To that end I am trying to find the correct timezone that is used on the system.
What I have done so far is use Autopsy to export the registry system file (\system32\config\system), since that is where that piece of information is stored.
But I can't figure out how to read that file. Regedit won't work, since it expects a .reg file. Is there a way to read the registry system file?
EDIT:
So I tried using regedit. But it give me an error. Error loading hive. That's all it's saying.
Best Answer
There should be no need to determine the configured time zone, if your goal is simply to get the file creation time.
NTFS stores file timestamps in UTC. UTC, in turn, has the nice property of being monotonically increasing, and convertible to any known time zone simply by adding or subtracting the time zone offset for the subject's geographical and political location at the time (which you would need to establish through other means).
Also note that any time zone configuration value that you extract from the registry will almost certainly show the currently configured (as of the time of the disk image) time zone, not the time zone configured at the time the file was created. Unless Windows keeps some sort of history of time zone settings, the latter won't be obtainable through the operating system's facilities, including deep digging through the registry.
Just present the file and state that file system metadata for the file in question indicates that when it was created, the computer's real-time clock was set to such-and-such UTC. You can also state that at that time, other evidence links the subject to a certain location, and present that evidence separately. That would establish the subject's location at the time, in turn establishing a reasonable local time zone for the subject at the time, which would allow you to state that in that location at that UTC time, local time was so-and-so.
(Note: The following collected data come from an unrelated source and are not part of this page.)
//! Dense ordinal-to-class label index derived from a store.

use std::collections::BTreeMap;
use std::fs;
use std::path::{Path, PathBuf};

use safetensors::tensor::{Dtype, TensorView};
use safetensors::SafeTensors;
use serde::{Deserialize, Serialize};

use ot_core::square::{square_to_class, NUM_CLASSES};

use crate::error::StoreError;
use crate::store::SampleStore;

/// Label index format version.
pub const LABEL_SCHEMA_VERSION: u32 = 1;

/// Tensor name inside the safetensors file.
pub const T_LABELS: &str = "labels";

/// Sidecar metadata pairing a label index with the store it was built from.
#[derive(Debug, Clone, Serialize, Deserialize)]
pub struct LabelMeta {
    pub label_schema_version: u32,
    pub num_samples: u64,
    pub num_classes: usize,
    /// blake3 of the store file at build time.
    pub store_hash: Option<String>,
}

/// Ordinal-to-class mapping, one entry per store record.
///
/// Built once per store generation and immutable afterwards. Regenerating a
/// store without regenerating its index misaligns every label; the pairing
/// checks below exist to catch exactly that.
pub struct LabelIndex {
    classes: Vec<u8>,
}

impl LabelIndex {
    /// Build by scanning every record of `store` once, in ordinal order.
    ///
    /// A move byte in the excluded domain means the store is corrupt; the
    /// build fails fast with `InvalidSquare` rather than producing a
    /// misaligned index.
    pub fn build(store: &SampleStore) -> Result<Self, StoreError> {
        let mut classes = Vec::with_capacity(store.len() as usize);
        for sample in store.iter()? {
            let sample = sample?;
            classes.push(square_to_class(sample.mv)?);
        }
        Ok(Self { classes })
    }

    pub fn len(&self) -> u64 {
        self.classes.len() as u64
    }

    pub fn is_empty(&self) -> bool {
        self.classes.is_empty()
    }

    /// O(1) class lookup for `ordinal`.
    pub fn lookup(&self, ordinal: u64) -> Result<u8, StoreError> {
        self.classes
            .get(ordinal as usize)
            .copied()
            .ok_or(StoreError::OutOfRange {
                ordinal,
                count: self.len(),
            })
    }

    /// Error unless the index covers exactly the records of `store`.
    pub fn verify_pairing(&self, store: &SampleStore) -> Result<(), StoreError> {
        if self.len() != store.len() {
            return Err(StoreError::LabelMismatch {
                index: self.len(),
                store: store.len(),
            });
        }
        Ok(())
    }

    /// Per-class occurrence counts.
    pub fn histogram(&self) -> [u64; NUM_CLASSES] {
        let mut counts = [0u64; NUM_CLASSES];
        for &c in &self.classes {
            counts[c as usize] += 1;
        }
        counts
    }

    /// Persist as a safetensors `u8` tensor plus a JSON meta sidecar, both
    /// written atomically via tmp+rename.
    pub fn save(&self, path: &Path, store_hash: Option<String>) -> Result<(), StoreError> {
        let mut tensors: BTreeMap<String, TensorView<'_>> = BTreeMap::new();
        tensors.insert(
            T_LABELS.to_string(),
            TensorView::new(Dtype::U8, vec![self.classes.len()], &self.classes)?,
        );
        let bytes = safetensors::serialize(&tensors, &None)?;

        let tmp = append_ext(path, ".tmp");
        fs::write(&tmp, bytes)?;
        fs::rename(&tmp, path)?;

        let meta = LabelMeta {
            label_schema_version: LABEL_SCHEMA_VERSION,
            num_samples: self.len(),
            num_classes: NUM_CLASSES,
            store_hash,
        };
        let meta_final = meta_path(path);
        let meta_tmp = append_ext(&meta_final, ".tmp");
        fs::write(&meta_tmp, serde_json::to_vec_pretty(&meta)?)?;
        fs::rename(&meta_tmp, &meta_final)?;
        Ok(())
    }

    /// Load a persisted index and its sidecar, checking they agree.
    pub fn load(path: &Path) -> Result<(Self, LabelMeta), StoreError> {
        let bytes = fs::read(path)?;
        let st = SafeTensors::deserialize(&bytes)?;
        let tensor = st.tensor(T_LABELS)?;
        let classes = tensor.data().to_vec();

        let meta: LabelMeta = serde_json::from_slice(&fs::read(meta_path(path))?)?;
        if meta.num_samples != classes.len() as u64 {
            return Err(StoreError::LabelMismatch {
                index: classes.len() as u64,
                store: meta.num_samples,
            });
        }
        Ok((Self { classes }, meta))
    }
}

/// Sidecar path for a label file (`<labels>.meta.json`).
pub fn meta_path(labels_path: &Path) -> PathBuf {
    append_ext(labels_path, ".meta.json")
}

fn append_ext(path: &Path, ext: &str) -> PathBuf {
    let mut s = path.as_os_str().to_os_string();
    s.push(ext);
    PathBuf::from(s)
}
If your role is simply in digital forensics, I would suggest that you simply present the UTC time as recorded in the file system metadata, and let someone else make any interpretation.
Do note however that any competent attorney would likely quickly point out that file system metadata timestamps do not imply that the file action indicated took place at that specific real-world time. The computer's real-time clock could have been set to literally any value within its valid range at the time the file action took place, and that arbitrary value would be recorded in the file system metadata.